Problem to solve: Output must match the data below exactly from its first line through the line that contains "let token = auth_str", with no other line.

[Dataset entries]
★ ★ ★ ★

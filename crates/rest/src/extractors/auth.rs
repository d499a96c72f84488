//! Bearer-token authentication extractor.

use axum::{
    extract::FromRequestParts,
    http::{header, request::Parts},
};
use larder_model::User;
use larder_store::core::UserStore;

use crate::error::ApiError;
use crate::state::AppState;

/// Extractor that validates the `Authorization: Bearer <token>` header and
/// resolves it to the signed-in user.
///
/// Use it in any handler that requires authentication:
///
/// ```rust,ignore
/// async fn my_handler(CurrentUser(user): CurrentUser) {
///     // user is the authenticated User
/// }
/// ```
pub struct CurrentUser(pub User);

impl<S> FromRequestParts<AppState<S>> for CurrentUser
where
    S: UserStore + 'static,
{
    type Rejection = ApiError;

    async fn from_request_parts(
        parts: &mut Parts,
        state: &AppState<S>,
    ) -> Result<Self, Self::Rejection> {
        let auth_header = parts
            .headers
            .get(header::AUTHORIZATION)
            .ok_or_else(|| ApiError::unauthorized("Missing Authorization header"))?;

        let auth_str = auth_header
            .to_str()
            .map_err(|_| ApiError::unauthorized("Invalid Authorization header"))?;

        let token = auth_str
            .strip_prefix("Bearer ")
            .ok_or_else(|| ApiError::unauthorized("Invalid Authorization header format"))?;

        let user = state
            .store()
            .find_user_by_token(token)
            .await?
            .ok_or_else(|| ApiError::unauthorized("Invalid or expired token"))?;

        Ok(CurrentUser(user))
    }
}
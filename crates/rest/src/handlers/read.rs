//! Recipe read handler.

use axum::{
    Json,
    extract::{Path, State},
};
use larder_model::Recipe;
use larder_store::core::RecipeStore;
use tracing::debug;

use crate::error::{ApiError, ApiResult};
use crate::state::AppState;

/// Handler for `GET /recipe/{id}`.
///
/// # Response
///
/// - `200 OK` with the recipe document
/// - `400 Bad Request` when the id is not a number
/// - `404 Not Found` when no recipe has that id
pub async fn read_handler<S>(
    State(state): State<AppState<S>>,
    Path(id): Path<String>,
) -> ApiResult<Json<Recipe>>
where
    S: RecipeStore + 'static,
{
    let id: u64 = id
        .parse()
        .map_err(|_| ApiError::bad_request("Invalid recipe ID"))?;

    debug!(id, "Processing recipe read");

    match state.store().get_recipe(id).await? {
        Some(recipe) => Ok(Json(recipe)),
        None => Err(ApiError::not_found("Recipe not found")),
    }
}
//! HTTP request handlers, one module per endpoint group.

pub mod auth;
pub mod create;
pub mod facets;
pub mod health;
pub mod list;
pub mod read;
pub mod search;
pub mod update;

pub use auth::{profile_handler, signin_handler, signout_handler, signup_handler};
pub use create::create_handler;
pub use facets::{categories_handler, submitters_handler, tags_handler};
pub use health::{health_handler, info_handler};
pub use list::list_handler;
pub use read::read_handler;
pub use search::search_handler;
pub use update::update_handler;
//! Recipe edit handler.

use axum::{
    Json,
    extract::{Path, State},
};
use larder_model::RecipeUpdate;
use larder_store::core::RecipeStore;
use tracing::debug;

use crate::error::{ApiError, ApiResult};
use crate::extractors::JsonBody;
use crate::responses::IdTitleResponse;
use crate::state::AppState;

/// Handler for `PUT /recipe/{id}`.
///
/// Applies a partial update: only the fields present in the body change,
/// and unknown fields are ignored.
///
/// # Response
///
/// - `200 OK` with `{ "id": ..., "title": ... }`
/// - `400 Bad Request` when the id is not a number or the body carries no
///   recognized fields
/// - `404 Not Found` when no recipe has that id
pub async fn update_handler<S>(
    State(state): State<AppState<S>>,
    Path(id): Path<String>,
    JsonBody(update): JsonBody<RecipeUpdate>,
) -> ApiResult<Json<IdTitleResponse>>
where
    S: RecipeStore + 'static,
{
    let id: u64 = id
        .parse()
        .map_err(|_| ApiError::bad_request("Invalid recipe ID"))?;

    if update.is_empty() {
        return Err(ApiError::bad_request(
            "You must include data to update in the request body.",
        ));
    }

    debug!(id, "Processing recipe update");

    match state.store().update_recipe(id, update).await? {
        Some(recipe) => Ok(Json(IdTitleResponse {
            id: recipe.id,
            title: recipe.title,
        })),
        None => Err(ApiError::not_found(
            "Recipe not found. Please check the ID and try again.",
        )),
    }
}
//! Error types for the persistence layer.
//!
//! Three categories cover everything a store operation can produce:
//! [`ResourceError`] for record-state problems (absent, duplicate),
//! [`SearchError`] for invalid search input (the only strictly validated
//! client input at this layer), and [`BackendError`] for infrastructure
//! failures. The HTTP layer maps these onto status codes; nothing here knows
//! about HTTP.

use thiserror::Error;

/// The primary error type for all store operations.
#[derive(Error, Debug)]
pub enum StorageError {
    /// Record-state errors.
    #[error(transparent)]
    Resource(#[from] ResourceError),

    /// Search input errors.
    #[error(transparent)]
    Search(#[from] SearchError),

    /// Backend infrastructure errors.
    #[error(transparent)]
    Backend(#[from] BackendError),
}

/// Errors related to the state of a stored record.
#[derive(Error, Debug)]
pub enum ResourceError {
    /// The requested record does not exist.
    #[error("{kind} not found: {id}")]
    NotFound {
        /// The record kind ("recipe", "user").
        kind: &'static str,
        /// The record's identifier.
        id: String,
    },

    /// A record with the same unique field already exists.
    #[error("A user with that {field} already exists.")]
    AlreadyExists {
        /// The record kind.
        kind: &'static str,
        /// The unique field that collided ("username", "email").
        field: &'static str,
    },
}

/// Errors produced while turning raw search parameters into a filter.
///
/// These are the builder's only failure modes: malformed-but-well-typed
/// input (an unknown category, a term that matches nothing) is a zero-results
/// case, never an error.
#[derive(Error, Debug, Clone, PartialEq, Eq)]
pub enum SearchError {
    /// No usable search criteria were supplied.
    #[error(
        "At least one search parameter is required. Supported params: title, source, submitted_by, category, vegetarian, featured, steps, footnotes, tags, ingredients, wildcard"
    )]
    NoCriteria,

    /// The `limit` parameter failed to parse or was less than 1.
    #[error("'limit' must be a positive integer")]
    InvalidLimit,
}

/// Errors originating in storage infrastructure.
#[derive(Error, Debug)]
pub enum BackendError {
    /// Failed to obtain a connection.
    #[error("connection failed: {message}")]
    ConnectionFailed {
        /// What went wrong.
        message: String,
    },

    /// Failed to serialize or deserialize a stored document.
    #[error("serialization failed: {message}")]
    Serialization {
        /// What went wrong.
        message: String,
    },

    /// Any other backend failure.
    #[error("{message}")]
    Internal {
        /// What went wrong.
        message: String,
    },
}

/// Result type alias for store operations.
pub type StoreResult<T> = Result<T, StorageError>;

#[cfg(test)]
mod tests {
    use super::*;

    #[test]
    fn test_search_error_messages() {
        assert_eq!(
            SearchError::InvalidLimit.to_string(),
            "'limit' must be a positive integer"
        );
        assert!(
            SearchError::NoCriteria
                .to_string()
                .starts_with("At least one search parameter is required")
        );
    }

    #[test]
    fn test_not_found_display() {
        let err = ResourceError::NotFound {
            kind: "recipe",
            id: "42".to_string(),
        };
        assert_eq!(err.to_string(), "recipe not found: 42");
    }

    #[test]
    fn test_already_exists_display() {
        let err = ResourceError::AlreadyExists {
            kind: "user",
            field: "email",
        };
        assert_eq!(err.to_string(), "A user with that email already exists.");
    }
}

★ ★ ★ ★

Solution for this task:
filename crates/rest/src/extractors/auth.rs
repository d499a96c72f84488
//! Bearer-token authentication extractor.

use axum::{
    extract::FromRequestParts,
    http::{header, request::Parts},
};
use larder_model::User;
use larder_store::core::UserStore;

use crate::error::ApiError;
use crate::state::AppState;

/// Extractor that validates the `Authorization: Bearer <token>` header and
/// resolves it to the signed-in user.
///
/// Use it in any handler that requires authentication:
///
/// ```rust,ignore
/// async fn my_handler(CurrentUser(user): CurrentUser) {
///     // user is the authenticated User
/// }
/// ```
pub struct CurrentUser(pub User);

impl<S> FromRequestParts<AppState<S>> for CurrentUser
where
    S: UserStore + 'static,
{
    type Rejection = ApiError;

    async fn from_request_parts(
        parts: &mut Parts,
        state: &AppState<S>,
    ) -> Result<Self, Self::Rejection> {
        let auth_header = parts
            .headers
            .get(header::AUTHORIZATION)
            .ok_or_else(|| ApiError::unauthorized("Missing Authorization header"))?;

        let auth_str = auth_header
            .to_str()
            .map_err(|_| ApiError::unauthorized("Invalid Authorization header"))?;

        let token = auth_str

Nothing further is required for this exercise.